| La isla de Alegranza es la más septentrional de todo el archipiélago canario y la primera que divisaban los barcos que procedían de España. Su distancia de La Graciosa es de 10 km.; tiene 11'72 km² y una altura máxima de 295 m. en La Caldera.
Dicen Torriani y Abréu Galindo (éste por más extenso) que el nombre de Alegranza se lo dieron los franceses de la expedición bethencouriana cuando, al avistarla en su viaje de conquista, empezaron a dar voces «por dar contento a los castellanos, que venían mareados», diciendo en lengua francesa «¡alegranze, alegranze!», y que por repetir muchas veces este nombre con él se quedó. Puede ser; nada hay, que sepamos, que se oponga en coherencia con las leyes de la toponomástica a esta anécdota nominadora; más aún, varias de las islas de Canarias tienen el nombre que tienen por el aspecto primero que ofrecieron a quienes las bautizaron: así Graciosa, Hierro, Montaña Clara o Fuerteventura. Pero existe otra posible explicación, aportada y comentada por Agustín Pallarés: Se sabe que los Hermanos Vivaldi, genoveses de nacimiento, visitaron las islas a finales del siglo XIII, y que estuvieron en Lanzarote; no dejaron testimonios escritos de su viaje, pues se perdieron sin saber su paradero, mas se sabe que una de las dos galeras en que salieron de Génova en 1291 se llamaba Allegranza. ¿No será este el origen del nombre del islote? Tendría, en este caso, un origen paralelo al nombre que le asignaron al islote de Santa Clara.
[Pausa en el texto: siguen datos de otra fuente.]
//! ==============================================================================================
//! =================================== SIS Network Demo ===========================================
//! ==============================================================================================
//!
//! Two-node SIS (Susceptible-Infected-Susceptible) network. Node 0 starts
//! with an active outbreak; at day 5 every infected individual is
//! transferred to node 1 via a single `EXTERNAL_TRANSFER` event. A thin
//! demo binary: builds a small model and drives the solver end to end.

use anyhow::{Context, Result};
use indicatif::{ProgressBar, ProgressStyle};
use simnet_rs::{CscView, Event, EventKind, Model, OutputTarget, Propensity, Solver, SolverConfig};

struct MassAction {
    beta: f64,
    a: usize,
    b: usize,
}

impl Propensity for MassAction {
    fn rate(&self, u: &[i32], _v: &[f64], _ldata: &[f64], _gdata: &[f64], _t: f64) -> f64 {
        self.beta * u[self.a] as f64 * u[self.b] as f64
    }
}

struct LinearRate {
    coef: f64,
    compartment: usize,
}

impl Propensity for LinearRate {
    fn rate(&self, u: &[i32], _v: &[f64], _ldata: &[f64], _gdata: &[f64], _t: f64) -> f64 {
        self.coef * u[self.compartment] as f64
    }
}

fn main() -> Result<()> {
    // Compartments: 0 = S, 1 = I. Transitions: 0 = infection (S -> I),
    // 1 = recovery (I -> S). Both are conservative (columns sum to zero)
    // and each invalidates both cached rates.
    let ir_n = [0usize, 1, 0, 1];
    let jc_n = [0usize, 2, 4];
    let pr_n = [-1.0, 1.0, 1.0, -1.0];
    let n = CscView::new(&ir_n, &jc_n, &pr_n, 2).context("building N matrix")?;

    let ir_g = [0usize, 1, 0, 1];
    let jc_g = [0usize, 2, 4];
    let pr_g = [1.0, 1.0, 1.0, 1.0];
    let g = CscView::new(&ir_g, &jc_g, &pr_g, 2).context("building G matrix")?;

    // Selection matrix: column 0 picks compartment I (row 1), used by the
    // external-transfer event below. Shift matrix: one empty (identity)
    // column, since the transfer doesn't relabel compartments.
    let ir_e = [1usize];
    let jc_e = [0usize, 1];
    let pr_e = [1.0];
    let e = CscView::new(&ir_e, &jc_e, &pr_e, 2).context("building E matrix")?;

    let jc_s = [0usize, 0];
    let s = CscView::new(&[], &jc_s, &[], 2).context("building S matrix")?;

    let model = Model::without_post_step(vec![
        Box::new(MassAction { beta: 0.002, a: 0, b: 1 }),
        Box::new(LinearRate { coef: 0.1, compartment: 1 }),
    ]);

    let event = Event {
        kind: EventKind::ExternalTransfer,
        time: 5,
        node: 0,
        dest: 1,
        n: 0,
        proportion: 1.0, // move every infected individual, whatever the count
        select: 0,
        shift: 0,
    };

    let tspan: Vec<f64> = (0..=20).map(|t| t as f64).collect();
    let u_target = OutputTarget::Dense(ndarray::Array2::zeros((4, tspan.len())));
    let v_target = OutputTarget::Dense(ndarray::Array2::<f64>::zeros((0, tspan.len())));

    let bar = ProgressBar::new(tspan.len() as u64);
    bar.set_style(
        ProgressStyle::with_template("{bar:40.cyan/blue} day {pos}/{len}")
            .context("building progress bar style")?,
    );
    let bar_tick = bar.clone();

    let solver = Solver::new(
        vec![vec![490, 10], vec![500, 0]],
        vec![vec![], vec![]],
        vec![vec![], vec![]],
        vec![],
        tspan.clone(),
        g,
        n,
        e,
        s,
        vec![event],
        model,
        SolverConfig {
            nthread: 0,
            seed: Some(42),
        },
        u_target,
        v_target,
    )
    .context("invalid solver configuration")?
    .with_progress(move |day| bar_tick.set_position(day));

    let (result, u_out, _v_out) = solver.run();
    bar.finish_and_clear();
    result.context("simulation run failed")?;

    let arr = match u_out {
        OutputTarget::Dense(arr) => arr,
        _ => unreachable!(),
    };

    println!("day   node0:S  node0:I  node1:S  node1:I");
    for (col, t) in tspan.iter().enumerate() {
        println!(
            "{:>3}   {:>7}  {:>7}  {:>7}  {:>7}",
            *t as i64,
            arr[(0, col)],
            arr[(1, col)],
            arr[(2, col)],
            arr[(3, col)],
        );
    }

    Ok(())
}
La denominación que siempre ha tenido es la que ha llegado hasta hoy, Alegranza, sin artículo, aunque escrita en los tiempos antiguos con algún signo indicativo del seseo con que se pronuncia en Canarias: Alegrança se escribe en los mapas de Briçuela/Casola y de P.A. del Castillo. La describe Torriani de la manera siguiente: «Tiene forma triangular, con dos lados iguales y el tercero más corto. Hacia Poniente se eleva una alta montaña, que en otro tiempo fue volcán; el cual en la parte del Levante derrama por grandísima vorágine torrentes de piedras, que en otros tiempos, todavía líquidas, corrieron hacia abajo, en dirección del mar» (1978: 32). En la detenida visita que a comienzos del siglo XX hizo a ella el geólogo Hernández-Pacheco (2002: 292) dice que en los años lluviosos la única familia que habitaba la isla como «colono», además del torrero, cultivaba cereales, aparte el sostenimiento de un rebaño de cabras, pero que el principal «negocio» era para él la caza de pardelas, de la que en algunos años llegaba a recoger más de 12.000. Una descripción hace Hernández-Pacheco del panorama que desde el punto más alto del islote (La Caldera) se divisa, y que por su belleza merece reproducirse aquí. Dice: La impresión que produce este gran cráter, de aspecto tan regular, de color ceniciento y de dimensiones tan grandes, es de augusta tranquilidad. La tranquilidad serena de las cosas muertas, contribuyendo a ello el ingente acantilado frente al mar desierto y cuyo oleaje, desde esta gran altura, no se percibe. No es la impresión de los cráteres de escorias y lavas que llevan a la imaginación la idea de erupciones, paroxismos y agitación. Aquí todo respira silencio, tranquilidad, melancolía y tristeza desde este monte pelado, desde el que se domina la isla solitaria, sin árboles, matorrales, ni vegetación apreciable, sin arroyos ni nada que suponga movimiento y vida, extendiéndose la vista sobre el dilatado azul del mar que, desde lo alto, aparece sin olas ni movimiento, no animado por ningún penacho de humo, ni ninguna blanca vela. Alejado de mis compañeros y solo en el borde del gran volcán muerto y ante el sereno mar, sentí la augusta calma de la naturaleza con una intensidad como nunca espero volver a sentir« (Hernández-Pacheco 2002: 289).